Shelly’s light brown eyes sparkled as she came up with a plan. I was never one to be a Debby Downer, but absolutely everything seemed so bleak. I wanted to laugh at Shelly’s plan. Here’s a month of medical school paid. But I didn’t want to be rude. She really was trying to help me.
“And then, after that. After you win. We will start a YouTube video campaign with you in your swimsuit and—”
“Wait. What?” I held up my hands in protest.
“Look, Kenze, you want to go to medical school with every fiber in your being. Wouldn’t you do anything? People find a lot of success from YouTube. We’ll set up a Wordpress blog and have a donation bucket. You’ll be in med school in a jiffy.”
Right. And then everyone at Stanford will know who I am and what I look like under my scrubs. I’d never hear the end of it all.
I nodded my head strongly, fighting back tears. But I didn’t care what people thought about me. That was always my strong suit, one of my persevering qualities that always brought me out ahead.
“I’d swim the damn strait surrounded by hungry sharks if it meant my med school would be paid for.”
“Then a swimsuit pageant isn’t any different. Bottoms up baby because after tonight, I’m going to be training that gorgeous ass of yours into tip top shape. You’re going to win that competition and you will get to go to medical school. Case closed. Waiter! Another round please.”
And that’s how it happened. That’s how me, McKenzie Kane, got entered into the most absurd thing ever. But hey, I was desperate.
Shelly was true to her sweetheart word and treated me to the treatments ensuring my body was in tip- top shape. She came from money and never had to worry about money in her bank account. We met freshman year at USC and were instant besties. I, a serious med student, she a fashion design student. But we were always two peas in a pod.

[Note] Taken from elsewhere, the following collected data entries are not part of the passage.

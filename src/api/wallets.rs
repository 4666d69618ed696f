// SPDX-License-Identifier: AGPL-3.0-or-later
//
// Copyright (C) 2026 Relational Network

//! Wallet management API endpoints.
//!
//! Wallet keys are returned once, on create or import. The server keeps
//! them only wrapped under the master key, and only while unlocked.

use axum::{
    extract::{Path, State},
    http::StatusCode,
    Json,
};
use serde::{Deserialize, Serialize};

use crate::{
    error::ApiError,
    state::AppState,
    vault::{EncryptionKey, IssuedWallet, WalletSummary},
};

#[derive(Debug, Clone, Deserialize)]
pub struct ImportWalletRequest {
    pub mnemonic: String,
    /// 32-byte hex wallet key. Generated when omitted.
    #[serde(default)]
    pub encryption_key: Option<String>,
}

#[derive(Debug, Clone, Deserialize)]
pub struct UnlockWalletRequest {
    pub encryption_key: String,
}

/// Credentials of a newly stored wallet. Shown once.
#[derive(Debug, Clone, Serialize, Deserialize)]
pub struct IssuedWalletResponse {
    pub name: String,
    pub mnemonic: String,
    pub encryption_key: String,
}

impl IssuedWalletResponse {
    fn new(name: String, issued: IssuedWallet) -> Self {
        Self {
            name,
            mnemonic: issued.mnemonic.to_string(),
            encryption_key: issued.encryption_key.to_hex(),
        }
    }
}

#[derive(Debug, Clone, Serialize)]
pub struct WalletListResponse {
    pub wallets: Vec<WalletSummary>,
    pub total: usize,
}

fn parse_key(raw: &str) -> Result<EncryptionKey, ApiError> {
    raw.parse::<EncryptionKey>()
        .map_err(|e| ApiError::bad_request(e.to_string()))
}

pub async fn list_wallets(
    State(state): State<AppState>,
) -> Result<Json<WalletListResponse>, ApiError> {
    let wallets = state.vault.list()?;
    Ok(Json(WalletListResponse {
        total: wallets.len(),
        wallets,
    }))
}

pub async fn get_wallet(
    State(state): State<AppState>,
    Path(name): Path<String>,
) -> Result<Json<WalletSummary>, ApiError> {
    Ok(Json(state.vault.get(&name)?))
}

/// Generate a mnemonic and wallet key and store the wallet unlocked.
pub async fn create_wallet(
    State(state): State<AppState>,
    Path(name): Path<String>,
) -> Result<(StatusCode, Json<IssuedWalletResponse>), ApiError> {
    let issued = state.vault.create(&name)?;
    Ok((
        StatusCode::CREATED,
        Json(IssuedWalletResponse::new(name, issued)),
    ))
}

pub async fn import_wallet(
    State(state): State<AppState>,
    Path(name): Path<String>,
    Json(request): Json<ImportWalletRequest>,
) -> Result<(StatusCode, Json<IssuedWalletResponse>), ApiError> {
    let key = request
        .encryption_key
        .as_deref()
        .map(parse_key)
        .transpose()?;
    let issued = state.vault.import(&name, &request.mnemonic, key)?;
    Ok((
        StatusCode::CREATED,
        Json(IssuedWalletResponse::new(name, issued)),
    ))
}

pub async fn lock_wallet(
    State(state): State<AppState>,
    Path(name): Path<String>,
) -> Result<Json<WalletSummary>, ApiError> {
    state.vault.lock(&name)?;
    Ok(Json(state.vault.get(&name)?))
}

pub async fn unlock_wallet(
    State(state): State<AppState>,
    Path(name): Path<String>,
    Json(request): Json<UnlockWalletRequest>,
) -> Result<Json<WalletSummary>, ApiError> {
    let key = parse_key(&request.encryption_key)?;
    state.vault.unlock(&name, &key)?;
    Ok(Json(state.vault.get(&name)?))
}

L.A. was such a different world than where I was from in a small town in East Texas. Which, East Texas should be marginalized into its entirely own country inside the US. Where I was from, family, church and football was everything. In that order.

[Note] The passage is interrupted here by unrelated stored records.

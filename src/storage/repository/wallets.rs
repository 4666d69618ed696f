// SPDX-License-Identifier: AGPL-3.0-or-later
//
// Copyright (C) 2026 Relational Network

//! Wallet key-material repository.
//!
//! ## Security
//!
//! - Seed entropy is stored encrypted under the wallet's own key
//! - The wallet key is stored only while unlocked, wrapped by the master key
//! - Unwrapped seeds are never persisted

use serde::{Deserialize, Serialize};

use super::super::record_store::{RecordStore, StoreResult, Table, UnitOfWork, Versioned};

/// Wallet record stored in the `wallets` table.
#[derive(Clone, PartialEq, Eq, Serialize, Deserialize)]
pub struct WalletRecord {
    pub name: String,
    /// Mnemonic entropy, encrypted with the wallet key
    #[serde(with = "hex::serde")]
    pub encrypted_entropy: Vec<u8>,
    /// Wallet key, encrypted with the master key. Present iff unlocked.
    #[serde(with = "opt_hex", default, skip_serializing_if = "Option::is_none")]
    pub encrypted_encryption_key: Option<Vec<u8>>,
}

impl WalletRecord {
    pub fn is_unlocked(&self) -> bool {
        self.encrypted_encryption_key.is_some()
    }
}

impl std::fmt::Debug for WalletRecord {
    fn fmt(&self, f: &mut std::fmt::Formatter<'_>) -> std::fmt::Result {
        f.debug_struct("WalletRecord")
            .field("name", &self.name)
            .field("unlocked", &self.is_unlocked())
            .finish_non_exhaustive()
    }
}

mod opt_hex {
    use serde::{Deserialize, Deserializer, Serializer};

    pub fn serialize<S: Serializer>(bytes: &Option<Vec<u8>>, s: S) -> Result<S::Ok, S::Error> {
        match bytes {
            Some(bytes) => s.serialize_some(&hex::encode(bytes)),
            None => s.serialize_none(),
        }
    }

    pub fn deserialize<'de, D: Deserializer<'de>>(d: D) -> Result<Option<Vec<u8>>, D::Error> {
        Option::<String>::deserialize(d)?
            .map(|s| hex::decode(s).map_err(serde::de::Error::custom))
            .transpose()
    }
}

#[derive(Clone)]
pub struct WalletRepository {
    store: RecordStore,
}

impl WalletRepository {
    pub fn new(store: RecordStore) -> Self {
        Self { store }
    }

    pub fn get(&self, name: &str) -> StoreResult<Option<Versioned<WalletRecord>>> {
        self.store.get(Table::Wallets, name)
    }

    pub fn list(&self) -> StoreResult<Vec<Versioned<WalletRecord>>> {
        self.store.list(Table::Wallets)
    }

    pub fn unit_of_work(&self) -> UnitOfWork {
        self.store.unit_of_work()
    }

    /// Stage a write of `record`; `expected = None` inserts.
    pub fn stage(
        &self,
        uow: &mut UnitOfWork,
        record: &WalletRecord,
        expected: Option<u64>,
    ) -> StoreResult<()> {
        uow.put(Table::Wallets, &record.name, record, expected)
    }
}
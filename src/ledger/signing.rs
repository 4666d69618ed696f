// SPDX-License-Identifier: AGPL-3.0-or-later
//
// Copyright (C) 2026 Relational Network

//! Seed handling and per-account key derivation.
//!
//! - Mnemonics are BIP-39, 24 words, English wordlist
//! - Seed = BIP-39 seed with an empty passphrase
//! - Account key `i` = first 32 bytes of HMAC-SHA512(seed, i as u32 BE)
//! - Blocks are signed with Ed25519 over their hash

use std::fmt;

use bip39::{Language, Mnemonic};
use ed25519_dalek::{Signer, SigningKey};
use hmac::{Hmac, Mac};
use sha2::Sha512;
use zeroize::Zeroizing;

use super::types::{Address, Algorithm, BlockHash, PublicKey, Signature};
use crate::error::{WalletError, WalletResult};

type HmacSha512 = Hmac<Sha512>;

pub const MNEMONIC_WORDS: usize = 24;

/// Parse a user-supplied English mnemonic.
pub fn parse_mnemonic(phrase: &str) -> WalletResult<Mnemonic> {
    Mnemonic::parse_in_normalized(Language::English, phrase.trim())
        .map_err(|e| WalletError::InvalidInput(format!("Invalid mnemonic: {e}")))
}

pub fn generate_mnemonic() -> WalletResult<Mnemonic> {
    Mnemonic::generate_in(Language::English, MNEMONIC_WORDS)
        .map_err(|e| WalletError::Fatal(format!("Mnemonic generation failed: {e}")))
}

/// Unwrapped wallet seed. Only ever held in memory.
#[derive(Clone)]
pub struct Seed(Zeroizing<[u8; 64]>);

impl Seed {
    pub fn from_mnemonic(mnemonic: &Mnemonic) -> Self {
        Self(Zeroizing::new(mnemonic.to_seed_normalized("")))
    }

    fn as_bytes(&self) -> &[u8] {
        self.0.as_slice()
    }
}

impl fmt::Debug for Seed {
    fn fmt(&self, f: &mut fmt::Formatter<'_>) -> fmt::Result {
        f.write_str("Seed(..)")
    }
}

/// Signing key of one account of a wallet.
pub struct AccountSigner {
    key: SigningKey,
}

impl AccountSigner {
    pub fn derive(seed: &Seed, index: u32) -> WalletResult<Self> {
        let mut mac = HmacSha512::new_from_slice(seed.as_bytes())
            .map_err(|e| WalletError::Fatal(format!("Key derivation failed: {e}")))?;
        mac.update(&index.to_be_bytes());
        let digest = mac.finalize().into_bytes();

        let mut secret = Zeroizing::new([0u8; 32]);
        secret.copy_from_slice(&digest[..32]);

        Ok(Self {
            key: SigningKey::from_bytes(&secret),
        })
    }

    pub fn address(&self) -> Address {
        Address::new(
            Algorithm::V1,
            PublicKey(self.key.verifying_key().to_bytes()),
        )
    }

    pub fn sign(&self, hash: &BlockHash) -> Signature {
        Signature(self.key.sign(hash.as_bytes()).to_bytes())
    }
}

#[cfg(test)]
mod tests {
    use super::*;
    use ed25519_dalek::{Verifier, VerifyingKey};

    const PHRASE: &str = "abandon abandon abandon abandon abandon abandon abandon abandon \
        abandon abandon abandon abandon abandon abandon abandon abandon abandon abandon \
        abandon abandon abandon abandon abandon art";

    #[test]
    fn derivation_is_deterministic_per_index() {
        let seed = Seed::from_mnemonic(&parse_mnemonic(PHRASE).unwrap());

        let first = AccountSigner::derive(&seed, 0).unwrap().address();
        let again = AccountSigner::derive(&seed, 0).unwrap().address();
        let second = AccountSigner::derive(&seed, 1).unwrap().address();

        assert_eq!(first, again);
        assert_ne!(first, second);
    }

    #[test]
    fn signature_verifies_against_address_key() {
        let seed = Seed::from_mnemonic(&parse_mnemonic(PHRASE).unwrap());
        let signer = AccountSigner::derive(&seed, 3).unwrap();
        let hash = BlockHash([42; 32]);

        let signature = signer.sign(&hash);
        let key = VerifyingKey::from_bytes(signer.address().public_key.as_bytes()).unwrap();
        let signature = ed25519_dalek::Signature::from_bytes(&signature.0);
        assert!(key.verify(hash.as_bytes(), &signature).is_ok());
    }

    #[test]
    fn generated_mnemonic_has_24_words() {
        let mnemonic = generate_mnemonic().unwrap();
        assert_eq!(mnemonic.word_count(), MNEMONIC_WORDS);
        assert!(parse_mnemonic(&mnemonic.to_string()).is_ok());
    }

    #[test]
    fn garbage_mnemonic_is_invalid_input() {
        assert!(matches!(
            parse_mnemonic("not a real phrase"),
            Err(WalletError::InvalidInput(_))
        ));
    }
}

In L.A., well, image was everything. Everything. I had so many professors try to stir me away from internal surgery into plastic surgery because everyone and their dog wants cosmetic surgery. But ever since I took a mission trip with my church when I was fifteen, I knew that was what I wanted to do with my life. Save people. Help them through much needed surgery. I wanted to save people’s lives. And if being in this damn swimsuit competition would bring me one step closer, than come hell or high water, I’d do it.